Murmuring: The Sin of the People - Patricia St. John

"Nothing at all beside this manna"—that was the deep source of their discontent. At first they had enjoyed the manna immensely. It tasted like wafers made with honey and was quite a novelty, but they soon got tired of it. Their minds strayed back to the good old diet, and the more they savored it in imagination the more insipid the manna became.

They were no longer satisfied with what God provided. For us, this means Jesus, and He is all God ever promised us. He may add or take away a great many other mercies, but all we actually need to be content is in Jesus; and if He does not content us, nothing else ever will. When we long for the things this world can give, when we feel others have much and we have nothing, when life seems intolerably dull, we are, in fact, confessing that Christ has ceased to satisfy us. "Nothing at all," we mutter, "beside this manna!"

Blessed, blessed condition, no distractions! "Nothing at all," we say, and we can either spend our restless hungry days pining and complaining for those nothings, which would never have satisfied us in any case, or we can sit down and examine our assets. "Nothing... besides this manna"—then back to the manna! Can it satisfy us, or can it not? Did Jesus really mean anything when He said, "He that cometh to Me shall never hunger"?

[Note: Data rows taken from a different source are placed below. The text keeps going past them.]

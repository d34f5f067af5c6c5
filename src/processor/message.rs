//! Message types and their type-erased view.

use std::any::Any;
use std::fmt;

use crate::error::Result;

/// A structured message that can travel in a frame body.
///
/// `NAME` is the registry key: each implementor registers to exactly one
/// identifier. Serde types get an implementation from
/// [`msgpack_message!`](crate::msgpack_message); anything else can encode
/// its body by hand.
///
/// ```
/// use leafnet::error::{NetError, Result};
/// use leafnet::processor::Message;
///
/// #[derive(Debug, PartialEq)]
/// struct Ping {
///     value: i32,
/// }
///
/// impl Message for Ping {
///     const NAME: &'static str = "Ping";
///
///     fn encode(&self) -> Result<Vec<u8>> {
///         Ok(self.value.to_be_bytes().to_vec())
///     }
///
///     fn decode(body: &[u8]) -> Result<Self> {
///         let bytes: [u8; 4] = body
///             .try_into()
///             .map_err(|_| NetError::Protocol("ping body must be 4 bytes".into()))?;
///         Ok(Ping { value: i32::from_be_bytes(bytes) })
///     }
/// }
///
/// assert_eq!(Ping::decode(&[0, 0, 0, 7]).unwrap(), Ping { value: 7 });
/// ```
pub trait Message: Send + Sync + fmt::Debug + 'static {
    const NAME: &'static str;

    /// Encode the frame body (identifier excluded).
    fn encode(&self) -> Result<Vec<u8>>;

    /// Decode a frame body.
    fn decode(body: &[u8]) -> Result<Self>
    where
        Self: Sized;
}

/// Object-safe view of any [`Message`].
pub trait AnyMessage: Send + Sync + fmt::Debug + 'static {
    fn name(&self) -> &'static str;
    fn encode_body(&self) -> Result<Vec<u8>>;
    fn as_any(&self) -> &dyn Any;
    fn into_any(self: Box<Self>) -> Box<dyn Any + Send>;
}

impl<T: Message> AnyMessage for T {
    #[inline]
    fn name(&self) -> &'static str {
        T::NAME
    }

    #[inline]
    fn encode_body(&self) -> Result<Vec<u8>> {
        self.encode()
    }

    #[inline]
    fn as_any(&self) -> &dyn Any {
        self
    }

    #[inline]
    fn into_any(self: Box<Self>) -> Box<dyn Any + Send> {
        self
    }
}

impl dyn AnyMessage {
    pub fn is<T: Message>(&self) -> bool {
        self.as_any().is::<T>()
    }

    pub fn downcast_ref<T: Message>(&self) -> Option<&T> {
        self.as_any().downcast_ref::<T>()
    }

    /// Take ownership of the concrete message. `None` on a type mismatch.
    pub fn downcast<T: Message>(self: Box<Self>) -> Option<Box<T>> {
        self.into_any().downcast::<T>().ok()
    }
}

/// Implement [`Message`] for a serde type using [`MsgPackCodec`].
///
/// The registry name defaults to the type name as written.
///
/// ```
/// use leafnet::msgpack_message;
/// use leafnet::processor::Message;
/// use serde::{Deserialize, Serialize};
///
/// #[derive(Debug, Serialize, Deserialize)]
/// struct Hello {
///     name: String,
/// }
/// msgpack_message!(Hello);
///
/// #[derive(Debug, Serialize, Deserialize)]
/// struct Bye;
/// msgpack_message!(Bye, "game.Bye");
///
/// assert_eq!(Hello::NAME, "Hello");
/// assert_eq!(Bye::NAME, "game.Bye");
/// ```
///
/// [`MsgPackCodec`]: crate::codec::MsgPackCodec
#[macro_export]
macro_rules! msgpack_message {
    ($ty:ty) => {
        $crate::msgpack_message!($ty, stringify!($ty));
    };
    ($ty:ty, $name:expr) => {
        impl $crate::processor::Message for $ty {
            const NAME: &'static str = $name;

            fn encode(&self) -> $crate::error::Result<::std::vec::Vec<u8>> {
                $crate::codec::MsgPackCodec::encode(self)
            }

            fn decode(body: &[u8]) -> $crate::error::Result<Self> {
                $crate::codec::MsgPackCodec::decode(body)
            }
        }
    };
}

"Oh," says the disattisfied Christian, "I've tried it, but it doesn't work. The Bible seems insipid to me, and I can't concentrate in prayer." But the manna had to be gathered early, ground, beaten, baked and eaten; it took time, patience, and hard work to be nourished by that bread How much time have we spent daily with Jesus? How much mental energy and practical obedience have we given to Bible study? How serious and methodical has our prayer life been? Don't call it off until you have tried fulfilling the conditions. He will be found of them that truly seek Him, but the seeking is costly, self-denying, disciplined work, and where we keep our part of the bargain, He will keep His. No one who ever sough Him with all their heart and mind and strength, giving to that search the time and purpose and energy and technical obedience that they would give to the supreme goal of their life, was ever disappointed. But those who treat that quest as a sideline, to be crowded in when possible and convenient, will always be disappointed.

—From Missing the Way by Patricia St. John, pp 7-8.